No se cuida una casa para prevenir el robo, eso es mentira, se cuida una casa para atestiguar el robo, para estar ahí y contar cómo fue, tener un relato, proporcionar un dato, entregar una pista.
El que cuida la casa puede estar armado, puede estar dispuesto, puede ser resuelto, aguerrido, valiente, impertinente si es el caso y aún así sus posibilidades son reducidas si se comparan con las de los ladrones.

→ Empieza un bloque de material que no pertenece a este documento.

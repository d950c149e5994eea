//! Round-trip properties of the instruction codec.

#![allow(clippy::unwrap_used)]

use memlink_protocol::{
    HEADER_SIZE, Instruction, MAX_READ_BLOCKS, ProtocolError, ReadBlock, SETUP_INSTRUCTION_SIZE,
    SetupInstruction, WriteInstruction,
};
use proptest::prelude::*;

fn read_block() -> impl Strategy<Value = ReadBlock> {
    (any::<u32>(), any::<u32>(), 0..=i32::MAX).prop_map(|(position, game_address, length)| {
        ReadBlock {
            position,
            game_address,
            length,
        }
    })
}

proptest! {
    #[test]
    fn setup_roundtrip(blocks in prop::collection::vec(read_block(), 0..=MAX_READ_BLOCKS)) {
        let setup = Instruction::Setup(SetupInstruction::new(blocks).unwrap());
        let bytes = setup.encode().unwrap();

        prop_assert_eq!(bytes.len(), SETUP_INSTRUCTION_SIZE);
        prop_assert_eq!(Instruction::decode(&bytes).unwrap(), setup);
    }

    #[test]
    fn write_roundtrip(address in any::<i64>(), data in prop::collection::vec(any::<u8>(), 0..2048)) {
        let write = WriteInstruction::new(address, data.clone());
        let bytes = Instruction::Write(write).encode().unwrap();

        prop_assert_eq!(bytes.len(), HEADER_SIZE + data.len());
        match Instruction::decode(&bytes).unwrap() {
            Instruction::Write(decoded) => {
                prop_assert_eq!(decoded.address, address);
                prop_assert_eq!(decoded.data, data);
            }
            other => prop_assert!(false, "decoded {:?}", other),
        }
    }

    #[test]
    fn truncated_input_never_panics(bytes in prop::collection::vec(any::<u8>(), 0..HEADER_SIZE)) {
        let result = Instruction::decode(&bytes);
        prop_assert!(
            matches!(result, Err(ProtocolError::MalformedInstruction { .. })),
            "decoded {:?}",
            result
        );
    }
}

#[test]
fn setup_with_zero_blocks_roundtrips() {
    let setup = Instruction::Setup(SetupInstruction::default());
    let bytes = setup.encode().unwrap();
    assert_eq!(&bytes[8..12], &[0, 0, 0, 0]);
    assert_eq!(Instruction::decode(&bytes).unwrap(), setup);
}
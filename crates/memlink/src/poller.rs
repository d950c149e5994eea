//! Byte-level change detection between successive reads.

use crate::driver::BlockData;
use crate::platform::MemoryAddressBlock;
use std::collections::HashMap;

/// Diffs successive reads into `<block>:0x<address>` changes.
///
/// The first read of a block only records a baseline. A block whose length
/// changes is treated as new.
#[derive(Debug, Default)]
pub struct MemoryPoller {
    names: HashMap<u32, String>,
    previous: HashMap<u32, Vec<u8>>,
}

impl MemoryPoller {
    /// Poller naming blocks after `blocks`; unnamed blocks use `mem`.
    pub fn new(blocks: &[MemoryAddressBlock]) -> Self {
        Self {
            names: blocks
                .iter()
                .map(|b| (b.start_address, b.name.clone()))
                .collect(),
            previous: HashMap::new(),
        }
    }

    /// Drop all baselines
    pub fn reset(&mut self) {
        self.previous.clear();
    }

    /// Changed bytes since the previous read, keyed by path.
    pub fn diff(&mut self, blocks: &[BlockData]) -> Vec<(String, u8)> {
        let mut changes = Vec::new();

        for block in blocks {
            let name = self.names.get(&block.start).map_or("mem", String::as_str);

            let Some(previous) = self
                .previous
                .get_mut(&block.start)
                .filter(|p| p.len() == block.data.len())
            else {
                self.previous.insert(block.start, block.data.clone());
                continue;
            };

            for (i, (old, new)) in previous.iter_mut().zip(&block.data).enumerate() {
                if *old != *new {
                    let address = u64::from(block.start) + i as u64;
                    changes.push((format!("{name}:0x{address:X}"), *new));
                    *old = *new;
                }
            }
        }

        changes
    }
}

Está el factor sorpresa que en la balanza de ventajas y desventajas le pesa más al que cuida la casa, pero también está la propuesta solidad de los ladrones de entrar al campo a jugar a la ofensiva, mientras tanto el que cuida juega a la defensiva y en caso de que no pierda terminará empatando y qué es un empate sino otra forma de perder, de quedar en las mismas o peor porque el que evita el robo si lo logra queda asustado y si iba armado de un momento a otro se pudo convertir en asesino.
Tal vez por eso el cuidandero de casas va siendo remplazado poco a poco por un avanzado y costoso sistema de cámaras que como decíamos, puede garantizar un relato. Luego estamos los tipos con miedo, los que cerramos con tranca puertas y ventanas y rezamos el rosario, los pasmados cerramos que los ojos y al final ni testigos somos.